Estoy de acuerdo en que ‘La Resistencia’, el programa de humor de Movistar, debería retirar el sketch dedicado al motrileño barrio Huerta Carrasco donde se hace mofa de sus vecinos. Pero no lo exijo a modo de censura, línea roja o límite del humor. Lo planteo, sencillamente, como un buen aficionado a la comedia al que semejante mamarrachada le dio vergüenza ajena.
Cómo sería de malo el supuesto sketch que David Broncano, el responsable de ‘La Resistencia’, trató de echarle un cable al colaborador que perpetraba el numerito de marras, pero la cosa era tan patética, tan bochornosa; que ni su habitualmente afilado ingenio consiguió salvar el esperpento.
Sobre los inexistentes límites del humor me hizo reflexionar el experto en tebeos Antoni Guiral, cuando me explicaba que, circunscrito al marco de un espacio humorístico -sea una viñeta en la prensa, un programa de humor o un diario satírico- no debe existir límite alguno: el lector, espectador u oyente discierne perfectamente el entorno en que se cuenta el chiste o se hace la broma. Pero que eso no nos obliga a reírnos, por supuesto. Ni a simpatizar con el humorista de turno.

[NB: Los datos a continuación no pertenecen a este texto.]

// SPDX-License-Identifier: BUSL-1.1
// Copyright (c) 2026 Alfred Jean LLC

use super::*;
use proptest::prelude::*;

fn path(p: &str) -> PathKey {
    PathKey::parse_path(p).unwrap()
}

fn pattern(p: &str) -> PathKey {
    PathKey::parse_path_pattern(p).unwrap()
}

fn host(h: &str) -> PathKey {
    PathKey::parse_hostname(h, true).unwrap()
}

#[test]
fn add_rejects_duplicate_binding() {
    let mut map = PathMap::new();
    map.add(&pattern("/a/*"), 1).unwrap();
    assert!(matches!(
        map.add(&pattern("/a/*"), 2),
        Err(PathMapError::AlreadyBound(_))
    ));
    // Exact and wildcard with the same components are distinct keys.
    map.add(&pattern("/a"), 3).unwrap();
    assert_eq!(map.len(), 2);
}

#[test]
fn exact_beats_wildcard() {
    let mut map = PathMap::new();
    map.add(&pattern("/a/b"), "exact").unwrap();
    map.add(&pattern("/a/*"), "wild").unwrap();

    let hit = map.find(&path("/a/b")).unwrap();
    assert_eq!(*hit.value(), "exact");
    assert!(hit.key_remainder().is_empty());

    let hit = map.find(&path("/a/c")).unwrap();
    assert_eq!(*hit.value(), "wild");
    assert_eq!(hit.key_remainder().path_display_relative(), "c");
}

#[test]
fn longest_prefix_wins() {
    let mut map = PathMap::new();
    map.add(&pattern("/a/*"), "short").unwrap();
    map.add(&pattern("/a/b/*"), "long").unwrap();

    let hit = map.find(&path("/a/b/c")).unwrap();
    assert_eq!(*hit.value(), "long");
    assert_eq!(hit.key().path_display(), "/a/b/*");
    assert_eq!(hit.key_remainder().path_display_relative(), "c");
}

#[test]
fn wildcard_matches_improper_prefix() {
    let mut map = PathMap::new();
    map.add(&pattern("/a/*"), "wild").unwrap();

    let hit = map.find(&path("/a")).unwrap();
    assert_eq!(*hit.value(), "wild");
    assert!(hit.key_remainder().is_empty());
}

#[test]
fn exact_requires_full_match() {
    let mut map = PathMap::new();
    map.add(&pattern("/a/b"), "exact").unwrap();

    assert!(map.find(&path("/a")).is_none());
    assert!(map.find(&path("/a/b/c")).is_none());
    // Directory form is a different key than file form.
    assert!(map.find(&path("/a/b/")).is_none());
}

#[test]
fn next_iterates_less_specific_wildcards() {
    let mut map = PathMap::new();
    map.add(&pattern("/*"), "root").unwrap();
    map.add(&pattern("/a/*"), "a").unwrap();
    map.add(&pattern("/a/b/*"), "ab").unwrap();
    map.add(&pattern("/a/b/c"), "abc").unwrap();

    let hit = map.find(&path("/a/b/c")).unwrap();
    assert_eq!(*hit.value(), "abc");
    let hit = hit.next().unwrap();
    assert_eq!(*hit.value(), "ab");
    assert_eq!(hit.key_remainder().path_display_relative(), "c");
    let hit = hit.next().unwrap();
    assert_eq!(*hit.value(), "a");
    assert_eq!(hit.key_remainder().path_display_relative(), "b/c");
    let hit = hit.next().unwrap();
    assert_eq!(*hit.value(), "root");
    let end = hit.next();
    assert!(end.is_none());
}

#[test]
fn hostname_wildcards_match_subdomains() {
    let mut map = PathMap::new();
    map.add(&host("a.example.com"), "a").unwrap();
    map.add(&host("*.example.com"), "sub").unwrap();
    map.add(&host("*"), "any").unwrap();

    let exact = map.find(&host("a.example.com")).unwrap();
    assert_eq!(*exact.value(), "a");

    let sub = map.find(&host("b.example.com")).unwrap();
    assert_eq!(*sub.value(), "sub");

    let deep = map.find(&host("x.y.example.com")).unwrap();
    assert_eq!(*deep.value(), "sub");

    let other = map.find(&host("other.com")).unwrap();
    assert_eq!(*other.value(), "any");
}

#[test]
fn subdomain_wildcard_requires_proper_subdomain() {
    let mut map = PathMap::new();
    map.add(&host("*.example.com"), "sub").unwrap();

    // "example.com" itself is an improper extension, which wildcard
    // keys do match; the caller distinguishes by remainder when it
    // cares.
    let hit = map.find(&host("example.com")).unwrap();
    assert!(hit.key_remainder().is_empty());

    assert!(map.find(&host("example.org")).is_none());
}

#[test]
fn find_miss_returns_none() {
    let mut map = PathMap::new();
    map.add(&pattern("/a/b"), 1).unwrap();
    assert!(map.find(&path("/z")).is_none());
}

proptest! {
    /// Exact bindings always beat wildcard bindings at the same
    /// components.
    #[test]
    fn prop_exact_beats_wildcard(parts in proptest::collection::vec("[a-z]{1,4}", 1..5)) {
        let key = PathKey::new(parts.iter().map(|s| s.as_str().into()).collect(), false);
        let wild = PathKey::new(key.components().to_vec(), true);
        let mut map = PathMap::new();
        map.add(&key, "exact").unwrap();
        map.add(&wild, "wild").unwrap();
        let hit = map.find(&key).unwrap();
        prop_assert_eq!(*hit.value(), "exact");
    }

    /// The matched key plus the remainder always reassembles the
    /// query.
    #[test]
    fn prop_key_plus_remainder_is_query(
        bound in proptest::collection::vec("[a-z]{1,4}", 0..4),
        extra in proptest::collection::vec("[a-z]{1,4}", 0..4),
    ) {
        let bound_key = PathKey::new(bound.iter().map(|s| s.as_str().into()).collect(), true);
        let mut map = PathMap::new();
        map.add(&bound_key, ()).unwrap();

        let mut query_parts = bound.clone();
        query_parts.extend(extra.clone());
        let query = PathKey::new(query_parts.iter().map(|s| s.as_str().into()).collect(), false);

        let hit = map.find(&query).unwrap();
        let rebuilt = hit.key().without_wildcard().concat(hit.key_remainder());
        prop_assert_eq!(rebuilt.components(), query.components());
    }
}
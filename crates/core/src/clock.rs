// SPDX-License-Identifier: BUSL-1.1
// Copyright (c) 2026 Alfred Jean LLC

//! Monotonic time source behind the rate limiters.
//!
//! Token-bucket refill credits tokens for elapsed time, so where
//! "now" comes from is injectable: production reads the process
//! monotonic clock, tests drive a shared manual timeline and check
//! refill math without real sleeping. Wall-clock timestamps (request
//! log, info file) are not this trait's concern.

use parking_lot::Mutex;
use std::sync::Arc;
use std::time::{Duration, Instant};

/// Source of monotonic time.
pub trait Clock: Clone + Send + Sync + 'static {
    fn now(&self) -> Instant;

    /// Elapsed time since `earlier`; zero when `earlier` is in the
    /// future.
    fn since(&self, earlier: Instant) -> Duration {
        self.now().saturating_duration_since(earlier)
    }
}

/// The process monotonic clock.
#[derive(Clone, Copy, Debug, Default)]
pub struct SystemClock;

impl Clock for SystemClock {
    fn now(&self) -> Instant {
        Instant::now()
    }
}

/// Manually driven clock for bucket tests.
///
/// Clones share one timeline, so advancing any handle is visible to a
/// bucket shared across tasks. Time only moves through
/// [`FakeClock::advance`].
#[derive(Clone, Debug)]
pub struct FakeClock {
    timeline: Arc<Mutex<Instant>>,
}

impl FakeClock {
    /// A timeline anchored at the moment of creation.
    pub fn new() -> Self {
        Self { timeline: Arc::new(Mutex::new(Instant::now())) }
    }

    /// Move the timeline forward by `by`.
    pub fn advance(&self, by: Duration) {
        *self.timeline.lock() += by;
    }
}

impl Default for FakeClock {
    fn default() -> Self {
        Self::new()
    }
}

impl Clock for FakeClock {
    fn now(&self) -> Instant {
        *self.timeline.lock()
    }
}

#[cfg(test)]
#[path = "clock_tests.rs"]
mod tests;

Y ahí es donde, pienso, radica el problema. En la bajísima calidad e ínfimo nivel de cierto humor que se está haciendo en nuestro país. Mientras que nos hemos hecho exigentes con el cine, donde ya no se soporta una españolada, con la música, el arte y la gastronomía; hay gente demasiado complaciente con un humor rancio y que huele a naftalina.
¿De verdad alguien se puede reír con chistes cargados de manidos tópicos sobre gitanos, homosexuales o personas con discapacidad? ¿Se imaginan ir hoy al estreno de una película de Pajares y Esteso con suecas en top less? Pues ese es el nivel de ciertos humoristas a los que, sin embargo, hay quien les ríe las gracias. Imagino que, así, se sentirán irreverentes y transgresores, los pobrecitos.
Y lo peor de estos supuestos humoristas, que suplen su falta de ingenio a base de provocaciones gratuitas, es que llaman jocosamente ‘ofendiditos’ a quienes no les siguen la corriente pero, cuando acaban despedidos -¡ay, el libre mercado!- no paran de llorar, incurriendo en un lamentable victimismo.